Due to yet more politically motivated geniuses producing yet more interesting science and the subsequent ban on neonic seed dressings, there is now a huge reduction in the UK oilseed rape area being grown annually and September is a much quieter month agronomically, with time to map out autumn cereal residual programmes and trawl through lots of trials data showing the pros and cons of various actives.

One old stalwart which will be coming back into many of my programmes this year is triallate, with the classic pre-em herbicide effect of ‘I didn’t realise we had that problem until I stopped using it’ evident on several of my clients’ farms this last season.
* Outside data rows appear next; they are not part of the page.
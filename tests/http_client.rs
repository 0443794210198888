use std::fs;
use std::io::{Read, Write};
use std::net::TcpListener;
use std::path::Path;
use std::thread;

use activity_mirror::activity_sync::{MergeStrategy, run_sync};
use activity_mirror::config::{Config, Endpoints};
use activity_mirror::error::{AuthError, UpstreamError};
use activity_mirror::garmin_client::{ActivityApi, GarminClient};
use activity_mirror::session::{AuthBackend, Credential, load_cached};
use reqwest::StatusCode;
use tempdir::TempDir;

/// One request as seen by the responder.
#[derive(Debug)]
struct Seen {
    request_line: String,
    /// Header block, lowercased.
    headers: String,
    body: String,
}

/// Serve `responses` in order, one connection each, and hand back the
/// requests that were received.
fn spawn_responder(responses: Vec<(u16, String)>) -> (String, thread::JoinHandle<Vec<Seen>>) {
    let listener = TcpListener::bind("127.0.0.1:0").unwrap();
    let addr = listener.local_addr().unwrap();
    let handle = thread::spawn(move || {
        let mut seen = Vec::new();
        for (status, body) in responses {
            let (mut stream, _) = listener.accept().unwrap();
            seen.push(read_request(&mut stream));
            let reply = format!(
                "HTTP/1.1 {status} X\r\nContent-Type: application/json\r\nContent-Length: {}\r\nConnection: close\r\n\r\n{body}",
                body.len()
            );
            stream.write_all(reply.as_bytes()).unwrap();
        }
        seen
    });
    (format!("http://{addr}"), handle)
}

fn read_request(stream: &mut impl Read) -> Seen {
    let mut raw = Vec::new();
    let mut buf = [0u8; 4096];
    let header_end = loop {
        let n = stream.read(&mut buf).unwrap();
        assert!(n > 0, "connection closed before headers ended");
        raw.extend_from_slice(&buf[..n]);
        if let Some(pos) = raw.windows(4).position(|w| w == b"\r\n\r\n") {
            break pos;
        }
    };

    let head = String::from_utf8_lossy(&raw[..header_end]).to_string();
    let (request_line, headers) = head.split_once("\r\n").unwrap_or((head.as_str(), ""));
    let headers = headers.to_lowercase();
    let content_length = headers
        .lines()
        .find_map(|l| l.strip_prefix("content-length:"))
        .map(|v| v.trim().parse::<usize>().unwrap())
        .unwrap_or(0);

    let body_start = header_end + 4;
    while raw.len() < body_start + content_length {
        let n = stream.read(&mut buf).unwrap();
        assert!(n > 0, "connection closed before body ended");
        raw.extend_from_slice(&buf[..n]);
    }

    Seen {
        request_line: request_line.to_string(),
        headers,
        body: String::from_utf8_lossy(&raw[body_start..body_start + content_length]).to_string(),
    }
}

fn endpoints(base: &str) -> Endpoints {
    Endpoints {
        api_base: base.to_string(),
        token_url: format!("{base}/oauth-service/oauth/token"),
    }
}

fn credential(access: &str, expires_at: i64) -> Credential {
    Credential {
        token_type: "Bearer".to_string(),
        access_token: access.to_string(),
        refresh_token: "refresh-1".to_string(),
        expires_at,
        refresh_token_expires_at: i64::MAX,
    }
}

#[tokio::test]
async fn test_expired_snapshot_is_refreshed_before_first_call() {
    let token = r#"{"token_type": "Bearer", "access_token": "renewed", "refresh_token": "refresh-2", "expires_in": 3600}"#;
    let (base, server) = spawn_responder(vec![
        (200, token.to_string()),
        (200, "[]".to_string()),
    ]);
    let snapshot = credential("stale", 0).export().unwrap();

    let client = GarminClient::connect(&snapshot, &endpoints(&base)).await.unwrap();
    let activities = client.list_activities(0, 5, Some("running")).await.unwrap();
    client.close();
    assert!(activities.is_empty());

    let seen = server.join().unwrap();
    assert!(seen[0].request_line.starts_with("POST /oauth-service/oauth/token "));
    assert!(seen[0].body.contains("grant_type=refresh_token"));
    assert!(seen[0].body.contains("refresh_token=refresh-1"));

    assert!(seen[1].request_line.starts_with(
        "GET /activitylist-service/activities/search/activities?start=0&limit=5&activityType=running "
    ));
    assert!(seen[1].headers.contains("authorization: bearer renewed"));
}

#[tokio::test]
async fn test_list_without_filter_sends_no_activity_type() {
    let (base, server) = spawn_responder(vec![(200, "[]".to_string())]);
    let snapshot = credential("live", i64::MAX).export().unwrap();

    let client = GarminClient::connect(&snapshot, &endpoints(&base)).await.unwrap();
    client.list_activities(0, 200, None).await.unwrap();

    let seen = server.join().unwrap();
    assert_eq!(seen.len(), 1);
    assert!(seen[0].request_line.starts_with(
        "GET /activitylist-service/activities/search/activities?start=0&limit=200 "
    ));
    assert!(seen[0].headers.contains("authorization: bearer live"));
}

#[tokio::test]
async fn test_non_success_status_becomes_http_error() {
    let (base, server) = spawn_responder(vec![(500, "{}".to_string())]);
    let snapshot = credential("live", i64::MAX).export().unwrap();

    let client = GarminClient::connect(&snapshot, &endpoints(&base)).await.unwrap();
    let err = client.get_detail("42").await.unwrap_err();

    assert!(matches!(
        err,
        UpstreamError::Http { status } if status == StatusCode::INTERNAL_SERVER_ERROR
    ));
    assert_eq!(err.status(), Some(StatusCode::INTERNAL_SERVER_ERROR));

    // A live token goes straight to the API without a refresh
    let seen = server.join().unwrap();
    assert_eq!(seen.len(), 1);
    assert!(seen[0].request_line.starts_with("GET /activity-service/activity/42 "));
}

struct PasswordOnly;

impl AuthBackend for PasswordOnly {
    fn resume(&self, cache_dir: &Path) -> Result<Credential, AuthError> {
        load_cached(cache_dir)
    }

    fn login(&self, _username: &str, _password: &str) -> Result<Credential, AuthError> {
        Ok(credential("from-login", i64::MAX))
    }
}

#[test]
fn test_run_sync_uses_login_credential_for_fetch_phase() {
    let list = r#"[{"activityId": 123, "activityName": "Morning Run",
        "activityType": {"typeKey": "running"}, "distance": 5000, "duration": 1800,
        "steps": 6000, "startTimeLocal": "2024-01-01 08:00:00"}]"#;
    let detail = r#"{"summaryDTO": {"averageHR": 150, "totalElevationGain": 42}}"#;
    let (base, server) = spawn_responder(vec![
        (200, list.to_string()),
        (200, detail.to_string()),
    ]);

    let dir = TempDir::new("run_sync").unwrap();
    let config = Config {
        username: "me".to_string(),
        password: "pw".to_string(),
        count: 10,
        output: dir.path().join("activities.csv"),
        strategy: MergeStrategy::Prepend,
        endpoints: endpoints(&base),
        only_running: false,
        token_dir: dir.path().join("tokens"),
    };

    let report = run_sync(&config, &PasswordOnly).unwrap();

    assert_eq!(report.listed, 1);
    assert_eq!(report.written, 1);
    assert!(
        fs::read_to_string(&config.output)
            .unwrap()
            .ends_with("\r\n123,Running,2024-01-01 08:00:00,5.0,6000,30.0,150,42\r\n")
    );
    assert_eq!(load_cached(&config.token_dir).unwrap().access_token, "from-login");

    let seen = server.join().unwrap();
    assert!(seen[0].request_line.contains("?start=0&limit=10 "));
    assert!(seen[1].request_line.starts_with("GET /activity-service/activity/123 "));
    assert!(seen.iter().all(|s| s.headers.contains("authorization: bearer from-login")));
}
One grower was determined to reduce his autumn herbicide spend – aren’t we all? – and a decision to move away from triallate to a lower rate prosulfocarb was taken. The result was that the efficacy of the black-grass suppression seemed to have been just about maintained but the spring appearance of various brome species and wild oats all over the farm suddenly illuminated exactly what a great job the old Avadex was doing, albeit completely under the radar.

So even if the winter wheat options will centre around the headline products of Proclus (aclonifen) or Luximo (cinmethylin), the rates and choice of their partner products will be equally as influential on how well things perform overall.

Wild oats

As for the wild oats, this seems to be the second year on the trot they have proved a real nuisance. With only a few viable contact options available, the need for effective residual chemistry targeted at this weed must become another major consideration in the herbicide stack decision process or the threat of a spread of target site resistance will rear its ugly head.

With the price of sugar beet this season set at a viable £40 per tonne adjusted, the decision on fungicides and how many applications has been straight forward as the return on investment is very worthwhile. But what is a worry is how a new star product in its first year of approval has still struggled to control cercospora, which in the right conditions can be a highly damaging disease.

More work needs to be done as the current standard advice is to treat beet diseases at the first sign of infection which again seems a bit ‘horses and gates’. The golden rule that eradicating diseases is always a lot harder and more expensive than preventing infections occurring in the first place always applies.

On a final note, and going all cowboy, at the Hill Farm Ranchold Calamity Claim has reared its ugly head with our spring malting barley being delivered into the Wild Frontier.

Everything was going just dandy, all the samples were spot on with no issues identified, hands were spat on and shaken as the deal was done and the wagons rolled in and out without so much as a single yee-ha, but don’t you just darn well know it, on the last two wagons we get a total of £1,785 in ‘dee-duck-shuns’, dang nab it.

Watch this space, I am currently getting all saddled up and six shooters holstered for a big showdown at the OK Saddlebow Corral.